When the Fairlands train came in, the three found seats conveniently turned, near the forward end of the car. The young man, in passing, glanced down; and the woman, who had taken the chair next to the aisle, looked up full into his face.
Again, as their eyes met, the man felt—as when they had stood so close together on the platform of the observation car—that she did not shrink from him. It was only for an instant.
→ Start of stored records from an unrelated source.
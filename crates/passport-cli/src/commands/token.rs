//! Token commands.
//!
//! `passport token sign` - Sign a token for a user.
//! `passport token verify` - Verify a token and print its claims.
//! `passport token inspect` - Decode a token without verifying it.

use anyhow::Context;
use passport_core::{Claims, PassportConfig, Token, parse_duration};
use passport_token::{
    RsaTokenParser, RsaTokenSigner, TokenParser, TokenSigner, inspect_token_unverified,
};
use std::fs;
use std::path::{Path, PathBuf};

/// Load the optional configuration file.
fn load_config(path: Option<&Path>) -> anyhow::Result<Option<PassportConfig>> {
    path.map(|p| {
        PassportConfig::load(p)
            .with_context(|| format!("Failed to load configuration from: {}", p.display()))
    })
    .transpose()
}

/// Read key material from a file path, or take it verbatim if it is inline PEM.
fn read_key(key: &str) -> anyhow::Result<String> {
    let path = Path::new(key);
    if path.exists() {
        return fs::read_to_string(path)
            .with_context(|| format!("Failed to read key file: {}", path.display()));
    }
    if key.trim_start().starts_with("-----BEGIN") {
        return Ok(key.to_string());
    }
    anyhow::bail!("Key file not found: {}", path.display())
}

/// Build a signer from `--key` / `PASSPORT_PRIVATE_KEY`, falling back to the config file.
fn resolve_signer(
    private_key: Option<String>,
    config: Option<&PassportConfig>,
) -> anyhow::Result<RsaTokenSigner> {
    match (private_key, config) {
        (Some(key), config) => {
            let pem = read_key(&key)?;
            let signer = RsaTokenSigner::from_pem(pem.as_bytes())
                .context("Failed to parse private key. Expected a PEM-encoded RSA private key")?;
            match config {
                Some(config) => Ok(signer.with_default_ttl(config.token.default_ttl()?)),
                None => Ok(signer),
            }
        }
        (None, Some(config)) => RsaTokenSigner::from_config(&config.token)
            .context("Failed to load private key from configuration"),
        (None, None) => anyhow::bail!(
            "Private key not provided. Either pass --key <path> or set PASSPORT_PRIVATE_KEY env var"
        ),
    }
}

/// Build a parser from `--key` / `PASSPORT_PUBLIC_KEY`, falling back to the config file.
fn resolve_parser(
    public_key: Option<String>,
    config: Option<&PassportConfig>,
) -> anyhow::Result<RsaTokenParser> {
    match (public_key, config) {
        (Some(key), config) => {
            let pem = read_key(&key)?;
            let parser = RsaTokenParser::from_pem(pem.as_bytes())
                .context("Failed to parse public key. Expected a PEM-encoded RSA public key")?;
            Ok(match config {
                Some(config) => parser.with_leeway(config.token.leeway_secs()?),
                None => parser,
            })
        }
        (None, Some(config)) => RsaTokenParser::from_config(&config.token)
            .context("Failed to load public key from configuration"),
        (None, None) => anyhow::bail!(
            "Public key not provided. Either pass --key <path> or set PASSPORT_PUBLIC_KEY env var"
        ),
    }
}

/// Take the token verbatim, or read it from a file if the argument is a path.
fn read_token(token: String) -> anyhow::Result<Token> {
    if Path::new(&token).exists() {
        let raw = fs::read_to_string(&token)
            .with_context(|| format!("Failed to read token file: {}", token))?;
        return Ok(Token::new(raw.trim()));
    }
    Ok(Token::new(token))
}

/// Sign a token for `user_id`.
pub fn sign(
    private_key: Option<String>,
    config: Option<PathBuf>,
    user_id: u64,
    ttl: Option<String>,
    output: Option<PathBuf>,
) -> anyhow::Result<()> {
    let config = load_config(config.as_deref())?;
    let signer = resolve_signer(private_key, config.as_ref())?;

    let ttl = match &ttl {
        Some(ttl) => parse_duration(ttl)?,
        None => signer.default_ttl(),
    };
    let token = signer.sign(&Claims::new(user_id), ttl)?;
    tracing::debug!(user_id, %ttl, "Token signed");

    if let Some(output_path) = output {
        fs::write(&output_path, token.as_str())
            .with_context(|| format!("Failed to write token to: {}", output_path.display()))?;
        println!("✔ Token written to: {}", output_path.display());
        println!("  User: {}", user_id);
        if let Some(expires_at) = inspect_token_unverified(&token)?.expires_at {
            println!("  Expires: {}", expires_at);
        }
    } else {
        println!("{}", token);
    }

    Ok(())
}

/// Verify a token and print its claims.
///
/// Fails when the token does not verify, so the process exits non-zero.
pub fn verify(
    public_key: Option<String>,
    config: Option<PathBuf>,
    token: String,
) -> anyhow::Result<()> {
    let config = load_config(config.as_deref())?;
    let parser = resolve_parser(public_key, config.as_ref())?;
    let token = read_token(token)?;

    match parser.parse(&token) {
        Ok(claims) => {
            println!("✔ Token is valid");
            println!();
            println!("Token Details:");
            println!("  User: {}", claims.user_id);
            Ok(())
        }
        Err(e) => {
            println!("✖ Token verification failed: {}", e);
            if let Some(code) = e.code() {
                println!("  Code: {}", code);
            }
            Err(e).context("Token verification failed")
        }
    }
}

/// Decode a token without verifying it.
pub fn inspect(token: String) -> anyhow::Result<()> {
    let token = read_token(token)?;
    let info = inspect_token_unverified(&token)?;

    println!("Token Information (unverified):");
    println!("  Algorithm: {:?}", info.algorithm);
    println!(
        "  Subject: {}",
        info.subject.as_deref().unwrap_or("(none)")
    );
    match info.expires_at {
        Some(at) if info.is_expired() => println!("  Expires: {} (expired)", at),
        Some(at) => println!("  Expires: {}", at),
        None => println!("  Expires: (none)"),
    }
    println!();
    println!("{}", serde_json::to_string_pretty(&info.payload)?);

    Ok(())
}

#[cfg(test)]
mod tests {
    use super::*;
    use tempfile::tempdir;

    const PRIVATE_KEY: &str = include_str!("../../../passport-token/tests/fixtures/signing_key.pem");
    const PUBLIC_KEY: &str =
        include_str!("../../../passport-token/tests/fixtures/signing_key.pub.pem");
    const OTHER_PUBLIC_KEY: &str =
        include_str!("../../../passport-token/tests/fixtures/other_key.pub.pem");

    fn write_keys(dir: &Path) -> (String, String) {
        let private_path = dir.join("private.pem");
        let public_path = dir.join("public.pem");
        fs::write(&private_path, PRIVATE_KEY).unwrap();
        fs::write(&public_path, PUBLIC_KEY).unwrap();
        (
            private_path.to_string_lossy().to_string(),
            public_path.to_string_lossy().to_string(),
        )
    }

    #[test]
    fn test_sign_then_verify_with_key_files() {
        let dir = tempdir().unwrap();
        let (private_key, public_key) = write_keys(dir.path());
        let token_path = dir.path().join("token.jwt");

        sign(Some(private_key), None, 42, Some("5m".to_string()), Some(token_path.clone())).unwrap();

        assert!(token_path.exists());
        let token = fs::read_to_string(&token_path).unwrap();
        assert_eq!(token.split('.').count(), 3);

        verify(Some(public_key), None, token_path.to_string_lossy().to_string()).unwrap();
    }

    #[test]
    fn test_inline_pem_keys() {
        let dir = tempdir().unwrap();
        let token_path = dir.path().join("token.jwt");

        sign(Some(PRIVATE_KEY.to_string()), None, 1, None, Some(token_path.clone())).unwrap();

        let token = fs::read_to_string(&token_path).unwrap();
        verify(Some(PUBLIC_KEY.to_string()), None, token).unwrap();
    }

    #[test]
    fn test_verify_rejects_expired_token() {
        let dir = tempdir().unwrap();
        let (private_key, public_key) = write_keys(dir.path());
        let token_path = dir.path().join("token.jwt");

        sign(Some(private_key), None, 7, Some("-1m".to_string()), Some(token_path.clone())).unwrap();

        let err = verify(Some(public_key), None, token_path.to_string_lossy().to_string())
            .unwrap_err();
        let token_err = err.downcast_ref::<passport_token::TokenError>().unwrap();
        assert!(token_err.is_token_expired());
    }

    #[test]
    fn test_verify_rejects_wrong_key() {
        let dir = tempdir().unwrap();
        let token_path = dir.path().join("token.jwt");
        sign(Some(PRIVATE_KEY.to_string()), None, 7, None, Some(token_path.clone())).unwrap();

        let token = fs::read_to_string(&token_path).unwrap();
        assert!(verify(Some(OTHER_PUBLIC_KEY.to_string()), None, token).is_err());
    }

    #[test]
    fn test_missing_key_is_reported() {
        let err = sign(None, None, 1, None, None).unwrap_err();
        assert!(err.to_string().contains("PASSPORT_PRIVATE_KEY"));

        let err = verify(None, None, "abc".to_string()).unwrap_err();
        assert!(err.to_string().contains("PASSPORT_PUBLIC_KEY"));
    }

    #[test]
    fn test_keys_from_config_file() {
        let dir = tempdir().unwrap();
        let (private_key, public_key) = write_keys(dir.path());
        let config_path = dir.path().join("passport.yaml");
        fs::write(
            &config_path,
            format!(
                "token:\n  private_key_file: {}\n  public_key_file: {}\n  default_ttl: 1h\n",
                private_key, public_key
            ),
        )
        .unwrap();
        let token_path = dir.path().join("token.jwt");

        sign(None, Some(config_path.clone()), 9, None, Some(token_path.clone())).unwrap();
        verify(None, Some(config_path), token_path.to_string_lossy().to_string()).unwrap();
    }

    #[test]
    fn test_config_leeway_out_of_range_is_reported() {
        let dir = tempdir().unwrap();
        let config_path = dir.path().join("passport.yaml");
        fs::write(&config_path, "token:\n  leeway_secs: 10000000\n").unwrap();

        let err = verify(Some(PUBLIC_KEY.to_string()), Some(config_path), "abc".to_string())
            .unwrap_err();
        assert!(err.to_string().contains("leeway"));
    }

    #[test]
    fn test_inspect_token_file() {
        let dir = tempdir().unwrap();
        let token_path = dir.path().join("token.jwt");
        sign(Some(PRIVATE_KEY.to_string()), None, 3, None, Some(token_path.clone())).unwrap();

        inspect(token_path.to_string_lossy().to_string()).unwrap();
        assert!(inspect("not-a-token".to_string()).is_err());
    }

    #[test]
    fn test_invalid_ttl() {
        let err = sign(Some(PRIVATE_KEY.to_string()), None, 1, Some("soon".to_string()), None);
        assert!(err.is_err());
    }
}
Then, glancing about for a seat, he saw another face—a face, in its outlines, so like the one into which he had just looked, and yet so different—so far removed in its expression and meaning—that it fixed his attention instantly—compelling his interest.
As this woman sat looking from the car window away toward the distant mountain peaks, the young man thought he had never seen a more perfect profile; nor a countenance that expressed such a beautiful blending of wistful longing, of patient fortitude, and saintly resignation. It was the face of a Madonna,—but a Madonna after the crucifixion,—pathetic in its lonely sorrow, inspiring in its spiritual strength, and holy in its purity and freedom from earthly passions.
She was near his mother’s age; and looking at her—as he moved down the aisle—his mother’s face, as he had known it before their last meeting, came to him with startling vividness. For an instant, he paused, moved to take the chair beside her; but the next two seats were vacant, and he had no excuse for intruding. Arranging his grips, he quickly seated himself next to the window; and again, with eager interest, turned toward the woman in the chair ahead. Involuntarily, he started with astonishment and pity.
The woman—still gazing from the window at the distant mountain peaks, and seemingly unconscious of her surroundings—presented now, to the man’s shocked and compassionate gaze, the other side of her face. It was hideously disfigured by a great scar that—covering the entire cheek and neck—distorted the corner of the mouth, drew down the lower lid of the eye, and twisted her features into an ugly caricature. Even the ear, half hidden under the soft, gray-threaded hair, had not escaped, but was deformed by the same dreadful agent that had wrought such ruin to one of the loveliest countenances the man had ever looked upon.
When the train stopped at Fairlands, and the passengers crowded into the aisle to make their way out, of the characters belonging to my story, the woman with the man and his daughter went first. Following them, a half car-length of people between, went the woman with the disfigured face.